> **Task prompt**
Go through the material below and return each line with the string "enum" in it.

Record set Start Marker

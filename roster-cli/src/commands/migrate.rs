//! Schema migration command for the relational store

use anyhow::{Context, Result};
use clap::Parser;
use roster_server::db::create_pool;
use roster_server::db::migrations::{self, Direction};
use roster_server::PostgresSettings;

use super::database::DatabaseArgs;

/// Arguments for the migrate command
#[derive(Parser, Debug)]
pub struct MigrateArgs {
    /// Direction: up applies all pending, down reverts the latest
    #[arg(long, default_value = "up")]
    pub dir: Direction,

    #[command(flatten)]
    pub database: DatabaseArgs,
}

/// Apply or revert schema migrations
pub async fn run_migrate(args: MigrateArgs) -> Result<()> {
    let settings = PostgresSettings::from(args.database);

    let pool = create_pool(&settings)
        .await
        .context("Failed to create database pool")?;

    let changed = migrations::run(&pool, args.dir)
        .await
        .with_context(|| format!("Migration {} failed", args.dir))?;

    for migration in &changed {
        println!("{} {:>3} {}", args.dir, migration.version, migration.name);
    }
    if changed.is_empty() {
        println!("Nothing to migrate");
    }

    pool.close().await;
    Ok(())
}
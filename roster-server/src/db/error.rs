//! Storage error type
//!
//! Every backend failure carries the name of the data-access operation
//! that hit it, so a log line reads `get_user: pool timed out` rather than
//! a bare driver message.

use std::time::Duration;

use crate::config::ConfigError;

/// Database error type
#[derive(Debug, thiserror::Error)]
pub enum DbError {
    /// Identifier doesn't parse into the backend's id format
    #[error("invalid id '{id}': {reason}")]
    InvalidId { id: String, reason: &'static str },

    #[error("not found: {resource} '{id}'")]
    NotFound { resource: &'static str, id: String },

    #[error("{operation}: {source}")]
    Postgres {
        operation: &'static str,
        #[source]
        source: sqlx::Error,
    },

    #[cfg(feature = "mongo")]
    #[error("{operation}: {source}")]
    Mongo {
        operation: &'static str,
        #[source]
        source: mongodb::error::Error,
    },

    #[error("{operation}: timed out after {}ms", .timeout.as_millis())]
    Timeout {
        operation: &'static str,
        timeout: Duration,
    },

    /// Backend answered with something the store can't interpret
    #[error("{operation}: {reason}")]
    Unexpected {
        operation: &'static str,
        reason: &'static str,
    },

    #[error("migration {version} ({name}) failed: {source}")]
    Migration {
        version: i64,
        name: &'static str,
        #[source]
        source: sqlx::Error,
    },

    #[error(transparent)]
    Config(#[from] ConfigError),
}

impl DbError {
    /// `map_err` adapter tagging a sqlx failure with its operation.
    pub fn postgres(operation: &'static str) -> impl FnOnce(sqlx::Error) -> Self {
        move |source| Self::Postgres { operation, source }
    }

    /// `map_err` adapter tagging a driver failure with its operation.
    #[cfg(feature = "mongo")]
    pub fn mongo(operation: &'static str) -> impl FnOnce(mongodb::error::Error) -> Self {
        move |source| Self::Mongo { operation, source }
    }

    pub(crate) fn user_not_found(id: &str) -> Self {
        Self::NotFound {
            resource: "user",
            id: id.to_owned(),
        }
    }

    /// True for lookups that matched nothing.
    pub fn is_not_found(&self) -> bool {
        matches!(self, Self::NotFound { .. })
    }
}
//! roster-server - HTTP service for user records
//!
//! Serves create/read/update/delete over `/users` on top of a pluggable
//! [`db::UserStore`]: PostgreSQL, MongoDB (feature `mongo`) or in-process.
//!
//! # Example
//!
//! ```ignore
//! use roster_server::{open_store, run_server, ServerConfig};
//!
//! let config = ServerConfig::memory();
//! let store = open_store(&config).await?;
//! run_server(store, &config).await?;
//! ```

pub mod config;
pub mod db;
pub mod http;

pub use config::{Backend, ConfigError, MongoSettings, PostgresSettings, ServerConfig};
pub use db::{open_store, DbError, SharedStore, UserStore};
pub use http::{build_router, run_server, ApiError, AppState, ServerError};
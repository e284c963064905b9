//! Liveness endpoints

use std::sync::Arc;

use axum::{extract::State, routing::get, Json, Router};
use serde::Serialize;

use crate::http::state::AppState;

/// Health check response
#[derive(Serialize)]
pub struct HealthResponse {
    pub status: &'static str,
    pub version: &'static str,
    pub backend: &'static str,
}

/// GET /
async fn root() -> &'static str {
    "Hello world"
}

/// GET /health
async fn health(State(state): State<Arc<AppState>>) -> Json<HealthResponse> {
    Json(HealthResponse {
        status: "ok",
        version: env!("CARGO_PKG_VERSION"),
        backend: state.backend().as_str(),
    })
}

/// Health routes
pub fn router() -> Router<Arc<AppState>> {
    Router::new()
        .route("/", get(root))
        .route("/health", get(health))
}
//! User endpoints

use std::sync::Arc;

use axum::{
    extract::{Path, State},
    http::StatusCode,
    routing::get,
    Json, Router,
};
use roster_core::User;
use serde::Serialize;

use crate::http::error::ApiError;
use crate::http::extractors::ValidUserPayload;
use crate::http::state::AppState;

/// List entry: id and names only
#[derive(Debug, Serialize)]
#[serde(rename_all = "camelCase")]
pub struct UserSummaryResponse {
    pub user_id: String,
    pub first_name: String,
    pub last_name: String,
}

impl From<User> for UserSummaryResponse {
    fn from(u: User) -> Self {
        Self {
            user_id: u.id,
            first_name: u.first_name,
            last_name: u.last_name,
        }
    }
}

/// Full user response
#[derive(Debug, Serialize)]
#[serde(rename_all = "camelCase")]
pub struct UserResponse {
    pub user_id: String,
    pub email: String,
    pub first_name: String,
    pub last_name: String,
    pub age: i32,
    /// Outer `None` omits the field; `Some(None)` renders `null`.
    #[serde(skip_serializing_if = "Option::is_none")]
    pub aliases: Option<Option<Vec<String>>>,
}

impl UserResponse {
    pub fn new(u: User, aliases_enabled: bool) -> Self {
        Self {
            user_id: u.id,
            email: u.email,
            first_name: u.first_name,
            last_name: u.last_name,
            age: u.age,
            aliases: aliases_enabled.then_some(u.aliases),
        }
    }
}

/// GET /users - list all users
async fn list_users(
    State(state): State<Arc<AppState>>,
) -> Result<Json<Vec<UserSummaryResponse>>, ApiError> {
    let users = state.users().list().await?;
    Ok(Json(users.into_iter().map(UserSummaryResponse::from).collect()))
}

/// GET /users/{id} - get a single user
async fn get_user(
    State(state): State<Arc<AppState>>,
    Path(id): Path<String>,
) -> Result<Json<UserResponse>, ApiError> {
    let user = state.users().get(&id).await?;
    Ok(Json(UserResponse::new(user, state.aliases_enabled())))
}

/// POST /users - create a user
async fn create_user(
    State(state): State<Arc<AppState>>,
    ValidUserPayload(payload): ValidUserPayload,
) -> Result<Json<UserResponse>, ApiError> {
    let user = state.users().create(state.accept(payload)).await?;
    tracing::info!(id = %user.id, "User created");
    Ok(Json(UserResponse::new(user, state.aliases_enabled())))
}

/// PATCH /users/{id} - replace every field of an existing user
async fn update_user(
    State(state): State<Arc<AppState>>,
    Path(id): Path<String>,
    ValidUserPayload(payload): ValidUserPayload,
) -> Result<Json<UserResponse>, ApiError> {
    let user = state.users().update(&id, state.accept(payload)).await?;
    Ok(Json(UserResponse::new(user, state.aliases_enabled())))
}

/// DELETE /users/{id} - always 204
///
/// Failures (malformed id, storage errors, timeouts) are logged, not
/// reported to the client.
async fn delete_user(State(state): State<Arc<AppState>>, Path(id): Path<String>) -> StatusCode {
    if let Err(err) = state.users().delete(&id).await {
        tracing::warn!(id = %id, error = %err, "delete_user failed; responding 204 anyway");
    }
    StatusCode::NO_CONTENT
}

/// User routes
pub fn router() -> Router<Arc<AppState>> {
    Router::new()
        .route("/users", get(list_users).post(create_user))
        .route(
            "/users/{id}",
            get(get_user).patch(update_user).delete(delete_user),
        )
}
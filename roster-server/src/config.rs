//! Server configuration
//!
//! Plain data. The `roster` binary fills it from flags, the environment
//! and `.env`; tests build it directly.

use std::fmt;
use std::net::SocketAddr;
use std::str::FromStr;
use std::time::Duration;

use sqlx::postgres::{PgConnectOptions, PgSslMode};

/// Default maximum connections for the postgres pool.
pub const DEFAULT_MAX_CONNECTIONS: u32 = 5;

/// Default postgres port when assembling options from parts.
pub const DEFAULT_DB_PORT: u16 = 5432;

/// Default document database name.
pub const DEFAULT_MONGO_DATABASE: &str = "roster";

/// Configuration errors
#[derive(Debug, thiserror::Error)]
pub enum ConfigError {
    #[error("unknown storage backend '{0}' (expected postgres, mongo or memory)")]
    UnknownBackend(String),

    #[error("{backend} backend requires {setting}")]
    MissingSetting {
        backend: Backend,
        setting: &'static str,
    },

    #[error("invalid database URL: {0}")]
    InvalidDatabaseUrl(#[source] sqlx::Error),

    #[error("{0} backend is not compiled in (rebuild with `--features {0}`)")]
    BackendUnavailable(Backend),
}

/// Storage backend selected at startup
#[derive(Debug, Clone, Copy, PartialEq, Eq)]
pub enum Backend {
    /// Relational store (`users` table)
    Postgres,
    /// Document store (`users` collection)
    Mongo,
    /// In-process store, nothing persisted
    Memory,
}

impl Backend {
    pub fn as_str(&self) -> &'static str {
        match self {
            Self::Postgres => "postgres",
            Self::Mongo => "mongo",
            Self::Memory => "memory",
        }
    }
}

impl fmt::Display for Backend {
    fn fmt(&self, f: &mut fmt::Formatter<'_>) -> fmt::Result {
        f.write_str(self.as_str())
    }
}

impl FromStr for Backend {
    type Err = ConfigError;

    fn from_str(s: &str) -> Result<Self, Self::Err> {
        match s.trim().to_ascii_lowercase().as_str() {
            "postgres" | "postgresql" | "pg" => Ok(Self::Postgres),
            "mongo" | "mongodb" => Ok(Self::Mongo),
            "memory" | "mem" => Ok(Self::Memory),
            other => Err(ConfigError::UnknownBackend(other.to_owned())),
        }
    }
}

/// Postgres connection settings.
///
/// Either a full `url`, or individual parts with `host` set.
#[derive(Debug, Clone)]
pub struct PostgresSettings {
    pub url: Option<String>,
    pub host: Option<String>,
    pub port: u16,
    pub user: Option<String>,
    pub password: Option<String>,
    pub database: Option<String>,
    pub max_connections: u32,
}

impl Default for PostgresSettings {
    fn default() -> Self {
        Self {
            url: None,
            host: None,
            port: DEFAULT_DB_PORT,
            user: None,
            password: None,
            database: None,
            max_connections: DEFAULT_MAX_CONNECTIONS,
        }
    }
}

impl PostgresSettings {
    /// Settings from a connection URL.
    pub fn from_url(url: impl Into<String>) -> Self {
        Self {
            url: Some(url.into()),
            ..Self::default()
        }
    }

    /// Resolve into sqlx connect options.
    ///
    /// A URL wins over parts; parts connect without TLS. Without either,
    /// this is a config error.
    pub fn connect_options(&self) -> Result<PgConnectOptions, ConfigError> {
        if let Some(url) = self.url.as_deref().filter(|u| !u.trim().is_empty()) {
            return url.parse().map_err(ConfigError::InvalidDatabaseUrl);
        }

        let host = self
            .host
            .as_deref()
            .filter(|h| !h.trim().is_empty())
            .ok_or(ConfigError::MissingSetting {
                backend: Backend::Postgres,
                setting: "DATABASE_URL or DB_HOST",
            })?;

        let mut options = PgConnectOptions::new()
            .host(host)
            .port(self.port)
            .ssl_mode(PgSslMode::Disable);
        if let Some(user) = &self.user {
            options = options.username(user);
        }
        if let Some(password) = &self.password {
            options = options.password(password);
        }
        if let Some(database) = &self.database {
            options = options.database(database);
        }
        Ok(options)
    }
}

/// Document-store connection settings
#[derive(Debug, Clone)]
pub struct MongoSettings {
    pub uri: Option<String>,
    pub database: String,
}

impl Default for MongoSettings {
    fn default() -> Self {
        Self {
            uri: None,
            database: DEFAULT_MONGO_DATABASE.to_owned(),
        }
    }
}

impl MongoSettings {
    /// The connection URI, required for the mongo backend.
    pub fn require_uri(&self) -> Result<&str, ConfigError> {
        self.uri
            .as_deref()
            .filter(|u| !u.trim().is_empty())
            .ok_or(ConfigError::MissingSetting {
                backend: Backend::Mongo,
                setting: "MONGO_DB_URI",
            })
    }
}

/// Server configuration
#[derive(Debug, Clone)]
pub struct ServerConfig {
    /// Address to bind to (default: 127.0.0.1:3030)
    pub bind_addr: SocketAddr,

    /// Storage backend
    pub backend: Backend,

    pub postgres: PostgresSettings,

    pub mongo: MongoSettings,

    /// Accept and return the optional `aliases` field
    pub aliases_enabled: bool,

    /// Whole-request deadline enforced by the HTTP layer
    pub request_timeout: Duration,

    /// Deadline for a single storage operation
    pub query_timeout: Duration,

    /// Allow permissive CORS (default: false = localhost only)
    pub cors_permissive: bool,

    /// Apply pending migrations before serving (postgres only)
    pub migrate_on_start: bool,
}

impl Default for ServerConfig {
    fn default() -> Self {
        Self {
            bind_addr: SocketAddr::from(([127, 0, 0, 1], 3030)),
            backend: Backend::Postgres,
            postgres: PostgresSettings::default(),
            mongo: MongoSettings::default(),
            aliases_enabled: false,
            request_timeout: Duration::from_secs(30),
            query_timeout: Duration::from_secs(10),
            cors_permissive: false,
            migrate_on_start: false,
        }
    }
}

impl ServerConfig {
    /// In-process configuration, used by tests and local runs.
    pub fn memory() -> Self {
        Self {
            backend: Backend::Memory,
            ..Self::default()
        }
    }

    /// Check that the selected backend has what it needs to connect.
    pub fn validate(&self) -> Result<(), ConfigError> {
        match self.backend {
            Backend::Postgres => self.postgres.connect_options().map(|_| ()),
            Backend::Mongo => {
                if !cfg!(feature = "mongo") {
                    return Err(ConfigError::BackendUnavailable(Backend::Mongo));
                }
                self.mongo.require_uri().map(|_| ())
            }
            Backend::Memory => Ok(()),
        }
    }
}
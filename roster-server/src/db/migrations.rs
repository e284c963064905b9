//! Versioned schema migrations for the relational store
//!
//! Migrations are embedded and applied in version order. Each one runs in
//! its own transaction together with its bookkeeping row in
//! `roster_schema_migrations`, so a failed step leaves no partial state.

use std::fmt;
use std::str::FromStr;

use sqlx::PgPool;

use super::DbError;

/// A single embedded migration
#[derive(Debug, Clone, Copy)]
pub struct Migration {
    pub version: i64,
    pub name: &'static str,
    up: &'static str,
    down: &'static str,
}

/// All migrations, oldest first.
pub const MIGRATIONS: &[Migration] = &[
    Migration {
        version: 1,
        name: "create_users",
        up: r#"
            CREATE TABLE IF NOT EXISTS users (
                user_id UUID PRIMARY KEY DEFAULT gen_random_uuid(),
                email TEXT NOT NULL,
                first_name TEXT NOT NULL,
                last_name TEXT NOT NULL,
                age INTEGER NOT NULL,
                created_at TIMESTAMPTZ NOT NULL DEFAULT NOW()
            )
        "#,
        down: "DROP TABLE IF EXISTS users",
    },
    Migration {
        version: 2,
        name: "add_user_aliases",
        up: "ALTER TABLE users ADD COLUMN IF NOT EXISTS aliases TEXT[]",
        down: "ALTER TABLE users DROP COLUMN IF EXISTS aliases",
    },
];

/// Which way to migrate
#[derive(Debug, Clone, Copy, PartialEq, Eq)]
pub enum Direction {
    /// Apply every pending migration
    Up,
    /// Revert the latest applied migration
    Down,
}

impl fmt::Display for Direction {
    fn fmt(&self, f: &mut fmt::Formatter<'_>) -> fmt::Result {
        match self {
            Self::Up => f.write_str("up"),
            Self::Down => f.write_str("down"),
        }
    }
}

/// Unrecognized direction string
#[derive(Debug, thiserror::Error)]
#[error("unknown migration direction '{0}' (expected 'up' or 'down')")]
pub struct InvalidDirection(String);

impl FromStr for Direction {
    type Err = InvalidDirection;

    fn from_str(s: &str) -> Result<Self, Self::Err> {
        match s.trim().to_ascii_lowercase().as_str() {
            "up" => Ok(Self::Up),
            "down" => Ok(Self::Down),
            other => Err(InvalidDirection(other.to_owned())),
        }
    }
}

/// Run migrations in the given direction.
///
/// Returns the migrations that were applied (up) or reverted (down).
pub async fn run(pool: &PgPool, direction: Direction) -> Result<Vec<&'static Migration>, DbError> {
    match direction {
        Direction::Up => up(pool).await,
        Direction::Down => Ok(down(pool).await?.into_iter().collect()),
    }
}

/// Apply every pending migration. Running it twice is a no-op.
pub async fn up(pool: &PgPool) -> Result<Vec<&'static Migration>, DbError> {
    ensure_tracking_table(pool).await?;
    let current = current_version(pool).await?;

    let mut applied = Vec::new();
    for migration in pending(current) {
        tracing::info!(version = migration.version, name = migration.name, "Applying migration");
        let fail = |source| DbError::Migration {
            version: migration.version,
            name: migration.name,
            source,
        };

        let mut tx = pool.begin().await.map_err(fail)?;
        sqlx::query(migration.up)
            .execute(&mut *tx)
            .await
            .map_err(fail)?;
        sqlx::query("INSERT INTO roster_schema_migrations (version, name) VALUES ($1, $2)")
            .bind(migration.version)
            .bind(migration.name)
            .execute(&mut *tx)
            .await
            .map_err(fail)?;
        tx.commit().await.map_err(fail)?;

        applied.push(migration);
    }

    if applied.is_empty() {
        tracing::info!(version = current, "Schema up to date");
    }
    Ok(applied)
}

/// Revert the latest applied migration, if any.
pub async fn down(pool: &PgPool) -> Result<Option<&'static Migration>, DbError> {
    ensure_tracking_table(pool).await?;
    let current = current_version(pool).await?;

    let Some(migration) = MIGRATIONS.iter().find(|m| m.version == current) else {
        tracing::info!("No migration to revert");
        return Ok(None);
    };

    tracing::info!(version = migration.version, name = migration.name, "Reverting migration");
    let fail = |source| DbError::Migration {
        version: migration.version,
        name: migration.name,
        source,
    };

    let mut tx = pool.begin().await.map_err(fail)?;
    sqlx::query(migration.down)
        .execute(&mut *tx)
        .await
        .map_err(fail)?;
    sqlx::query("DELETE FROM roster_schema_migrations WHERE version = $1")
        .bind(migration.version)
        .execute(&mut *tx)
        .await
        .map_err(fail)?;
    tx.commit().await.map_err(fail)?;

    Ok(Some(migration))
}

/// Migrations newer than `current`, oldest first.
fn pending(current: i64) -> impl Iterator<Item = &'static Migration> {
    MIGRATIONS.iter().filter(move |m| m.version > current)
}

async fn ensure_tracking_table(pool: &PgPool) -> Result<(), DbError> {
    sqlx::query(
        r#"
        CREATE TABLE IF NOT EXISTS roster_schema_migrations (
            version BIGINT PRIMARY KEY,
            name TEXT NOT NULL,
            applied_at TIMESTAMPTZ NOT NULL DEFAULT NOW()
        )
        "#,
    )
    .execute(pool)
    .await
    .map_err(DbError::postgres("migrate"))?;
    Ok(())
}

/// Highest applied version, 0 on a fresh database.
async fn current_version(pool: &PgPool) -> Result<i64, DbError> {
    let (version,): (i64,) =
        sqlx::query_as("SELECT COALESCE(MAX(version), 0) FROM roster_schema_migrations")
            .fetch_one(pool)
            .await
            .map_err(DbError::postgres("migrate"))?;
    Ok(version)
}

#[cfg(test)]
mod tests {
    use super::*;

    #[test]
    fn versions_strictly_increase() {
        let versions: Vec<i64> = MIGRATIONS.iter().map(|m| m.version).collect();
        assert!(versions.windows(2).all(|w| w[0] < w[1]));
        assert_eq!(versions.first(), Some(&1));
    }

    #[test]
    fn every_migration_is_reversible() {
        for m in MIGRATIONS {
            assert!(!m.up.trim().is_empty(), "{} has no up", m.name);
            assert!(!m.down.trim().is_empty(), "{} has no down", m.name);
        }
    }

    #[test]
    fn pending_skips_applied() {
        let names: Vec<&str> = pending(0).map(|m| m.name).collect();
        assert_eq!(names, vec!["create_users", "add_user_aliases"]);

        let names: Vec<&str> = pending(1).map(|m| m.name).collect();
        assert_eq!(names, vec!["add_user_aliases"]);

        assert_eq!(pending(2).count(), 0);
    }

    #[test]
    fn parses_direction() {
        assert_eq!("up".parse::<Direction>().unwrap(), Direction::Up);
        assert_eq!("DOWN".parse::<Direction>().unwrap(), Direction::Down);
        assert!("sideways".parse::<Direction>().is_err());
        assert_eq!(Direction::Down.to_string(), "down");
    }

    #[tokio::test]
    #[ignore = "requires database"]
    async fn up_is_idempotent() {
        let url = std::env::var("DATABASE_URL").expect("DATABASE_URL required");
        let pool = crate::db::create_pool(&crate::config::PostgresSettings::from_url(url))
            .await
            .expect("pool creation failed");

        up(&pool).await.expect("first run failed");
        let second = up(&pool).await.expect("second run failed");
        assert!(second.is_empty());
    }
}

Record set End Marker

> **Solution**
pub enum DbError {
pub enum ConfigError {
pub enum Backend {
pub enum Direction {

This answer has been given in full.